Fortunately, there are a growing number of resources dedicated to educating, nurturing and funding DeepTech founders helping them navigate the business formation and ongoing funding process. We are compiling this guide to list resources available for early-stage ventures, borrowing where we can and adding new sources as they come to our attention. We hope this list will help you get the early funding you need to get your venture up and running!
One of the best resources out there is the Y Combinator Library, which reflects 15 years of learning and publishing on the art of starting a venture.
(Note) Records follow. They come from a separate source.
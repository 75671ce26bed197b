//! Result deduplication by URL.
//!
//! Collapses results that point at the same URL into a single winner:
//!
//! - the first result seen for a URL is kept by default
//! - a tab replaces an earlier non-tab result
//! - among non-tab results, a strictly higher score replaces the kept one
//! - a kept tab is never displaced
//!
//! Results without a URL are never merged.

use std::collections::HashMap;

use crate::types::{SearchResult, SourceKind};

/// Deduplicate `results` by exact URL.
///
/// Each URL occupies the position of its first occurrence; the winner is
/// swapped into that slot. Callers sort afterwards, so the order here is
/// only stable, not meaningful.
pub fn deduplicate(results: Vec<SearchResult>) -> Vec<SearchResult> {
    let mut kept: Vec<SearchResult> = Vec::with_capacity(results.len());
    let mut slots: HashMap<String, usize> = HashMap::new();

    for result in results {
        let Some(url) = result.url.clone() else {
            kept.push(result);
            continue;
        };

        match slots.get(&url) {
            None => {
                slots.insert(url, kept.len());
                kept.push(result);
            }
            Some(&slot) => {
                if replaces(&kept[slot], &result) {
                    kept[slot] = result;
                }
            }
        }
    }

    kept
}

fn replaces(existing: &SearchResult, candidate: &SearchResult) -> bool {
    if existing.kind == SourceKind::Tab {
        return false;
    }
    candidate.kind == SourceKind::Tab || candidate.score > existing.score
}
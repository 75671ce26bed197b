//! Browsing history as search results.
//!
//! Recently visited pages earn a recency bonus on top of the text match.
//! Selecting a history result opens the URL in a new tab.

use std::sync::Arc;

use async_trait::async_trait;
use chrono::{DateTime, Utc};

use crate::browser::{BrowserApi, HistoryItem};
use crate::config::{HistoryConfig, ScoringConfig};
use crate::error::Result;
use crate::orchestrator::scoring::{clamp_score, recency_bonus, relevance_score};
use crate::source::SourceAdapter;
use crate::types::{SearchResult, SourceKind};

use super::search_pages::is_search_engine_url;
use super::{display_title, open_url_action};

type Clock = Arc<dyn Fn() -> DateTime<Utc> + Send + Sync>;

/// Source adapter over browsing history.
pub struct HistorySource {
    browser: Arc<dyn BrowserApi>,
    scoring: ScoringConfig,
    options: HistoryConfig,
    clock: Clock,
}

impl HistorySource {
    pub fn new(browser: Arc<dyn BrowserApi>, scoring: ScoringConfig, options: HistoryConfig) -> Self {
        Self {
            browser,
            scoring,
            options,
            clock: Arc::new(Utc::now),
        }
    }

    /// Replace the wall clock used for recency, e.g. to pin "now" in tests.
    #[must_use]
    pub fn with_clock(mut self, clock: impl Fn() -> DateTime<Utc> + Send + Sync + 'static) -> Self {
        self.clock = Arc::new(clock);
        self
    }

    fn to_result(&self, item: HistoryItem, query: &str, now_ms: f64) -> SearchResult {
        let title = display_title(item.title, &item.url);

        let mut score = relevance_score(query, &title, &item.url);
        if let Some(last_visit) = item.last_visit_time {
            score += recency_bonus(last_visit, now_ms, &self.scoring);
        }

        SearchResult {
            id: format!("history-{}", item.id),
            kind: SourceKind::History,
            title,
            subtitle: Some(item.url.clone()),
            on_select: open_url_action(&self.browser, &item.url),
            url: Some(item.url),
            icon: None,
            score: clamp_score(score),
        }
    }
}

#[async_trait]
impl SourceAdapter for HistorySource {
    fn kind(&self) -> SourceKind {
        SourceKind::History
    }

    async fn search(&self, query: &str) -> Result<Vec<SearchResult>> {
        if query.trim().is_empty() {
            return Ok(Vec::new());
        }

        let items = self.browser.lookup_history(query).await?;
        let now_ms = (self.clock)().timestamp_millis() as f64;
        Ok(items
            .into_iter()
            .filter(|item| !(self.options.exclude_search_pages && is_search_engine_url(&item.url)))
            .map(|item| self.to_result(item, query, now_ms))
            .collect())
    }
}

#[cfg(test)]
mod tests {
    use super::*;
    use crate::sources::testing::FakeBrowser;
    use chrono::{Duration, TimeZone};

    fn fixed_now() -> DateTime<Utc> {
        Utc.with_ymd_and_hms(2026, 3, 1, 12, 0, 0)
            .single()
            .expect("valid timestamp")
    }

    fn visit(id: &str, url: &str, title: &str, days_ago: Option<i64>) -> HistoryItem {
        HistoryItem {
            id: id.into(),
            url: url.into(),
            title: title.into(),
            last_visit_time: days_ago
                .map(|days| (fixed_now() - Duration::days(days)).timestamp_millis() as f64),
        }
    }

    fn source_with(browser: FakeBrowser, options: HistoryConfig) -> (HistorySource, Arc<FakeBrowser>) {
        let browser = Arc::new(browser);
        let api: Arc<dyn BrowserApi> = browser.clone();
        let source = HistorySource::new(api, ScoringConfig::default(), options).with_clock(fixed_now);
        (source, browser)
    }

    fn find<'a>(results: &'a [SearchResult], id: &str) -> &'a SearchResult {
        results.iter().find(|r| r.id == id).expect("result present")
    }

    #[tokio::test]
    async fn blank_query_skips_lookup() {
        let (source, browser) = source_with(FakeBrowser::default(), HistoryConfig::default());
        assert!(source.search(" ").await.expect("ok").is_empty());
        assert_eq!(browser.lookup_count(), 0);
    }

    #[tokio::test]
    async fn maps_items_with_namespaced_ids() {
        let (source, browser) = source_with(
            FakeBrowser {
                history: vec![
                    visit("1", "https://example.com", "Example Site", Some(0)),
                    visit("2", "https://test.com", "Test Site", Some(1)),
                ],
                ..Default::default()
            },
            HistoryConfig::default(),
        );
        let results = source.search("example").await.expect("ok");
        assert_eq!(browser.lookup_count(), 1);
        assert_eq!(results.len(), 2);

        let first = find(&results, "history-1");
        assert_eq!(first.kind, SourceKind::History);
        assert_eq!(first.title, "Example Site");
        assert_eq!(first.subtitle.as_deref(), Some("https://example.com"));
        for result in &results {
            assert!((0.0..=1.0).contains(&result.score));
        }
    }

    #[tokio::test]
    async fn recency_bonus_applies_and_clamps() {
        let (source, _) = source_with(
            FakeBrowser {
                history: vec![
                    visit("fresh", "https://a.com", "Rust Book", Some(0)),
                    visit("stale", "https://b.com", "Rust Blog", Some(60)),
                    visit("undated", "https://c.com", "Rust Forum", None),
                    visit("exact", "https://d.com", "rust", Some(0)),
                ],
                ..Default::default()
            },
            HistoryConfig::default(),
        );
        let results = source.search("rust").await.expect("ok");
        assert!((find(&results, "history-fresh").score - 0.9).abs() < 1e-9);
        assert!((find(&results, "history-stale").score - 0.8).abs() < 1e-9);
        assert!((find(&results, "history-undated").score - 0.8).abs() < 1e-9);
        assert!((find(&results, "history-exact").score - 1.0).abs() < f64::EPSILON);
    }

    #[tokio::test]
    async fn empty_title_falls_back_to_url() {
        let (source, _) = source_with(
            FakeBrowser {
                history: vec![visit("1", "https://example.com", "", Some(0))],
                ..Default::default()
            },
            HistoryConfig::default(),
        );
        let results = source.search("example").await.expect("ok");
        assert_eq!(results[0].title, "https://example.com");
    }

    #[tokio::test]
    async fn search_pages_kept_by_default() {
        let (source, _) = source_with(
            FakeBrowser {
                history: vec![visit("1", "https://www.google.com/search?q=rust", "rust - Google", None)],
                ..Default::default()
            },
            HistoryConfig::default(),
        );
        assert_eq!(source.search("rust").await.expect("ok").len(), 1);
    }

    #[tokio::test]
    async fn search_pages_dropped_when_excluded() {
        let (source, _) = source_with(
            FakeBrowser {
                history: vec![
                    visit("1", "https://www.google.com/search?q=rust", "rust - Google", None),
                    visit("2", "https://www.rust-lang.org", "Rust", None),
                ],
                ..Default::default()
            },
            HistoryConfig {
                exclude_search_pages: true,
            },
        );
        let results = source.search("rust").await.expect("ok");
        assert_eq!(results.len(), 1);
        assert_eq!(results[0].id, "history-2");
    }

    #[tokio::test]
    async fn select_opens_url() {
        let (source, browser) = source_with(
            FakeBrowser {
                history: vec![visit("1", "https://example.com", "Example Site", Some(0))],
                ..Default::default()
            },
            HistoryConfig::default(),
        );
        let mut results = source.search("example").await.expect("ok");
        results.remove(0).select().await.expect("select");
        assert_eq!(
            *browser.opened.lock().expect("lock"),
            vec!["https://example.com".to_string()]
        );
    }

    #[tokio::test]
    async fn lookup_failure_propagates() {
        let (source, _) = source_with(
            FakeBrowser {
                fail_lookups: true,
                ..Default::default()
            },
            HistoryConfig::default(),
        );
        assert!(source.search("example").await.is_err());
    }
}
Get YC’s Essential Startup Advice, Elon Musk’s guidance on how to build the future, a guide to seed fundraising and access fundraising templates for SAFE convertible notes, among much more.
Steve Blank, a veteran Silicon Valley entrepreneur-turned professor, hosts a combination of blog posts, books and video lectures covering a wide range of lessons for tech entrepreneurs on his website, particularly those interested in the lean startup approach.
Randy Komisar, a partner at Kleiner Perkins, Caufield and Byers, is the author of “Straight Talk for Startups: 100 Insider Rules for Beating the Odds,” which covers the fundamentals from selecting investors, fundraising, managing boards, to achieving liquidity.
Guy Kawasaki, The Art of the Start, brings two decades of original and convention-irreverent strategies for starting anything.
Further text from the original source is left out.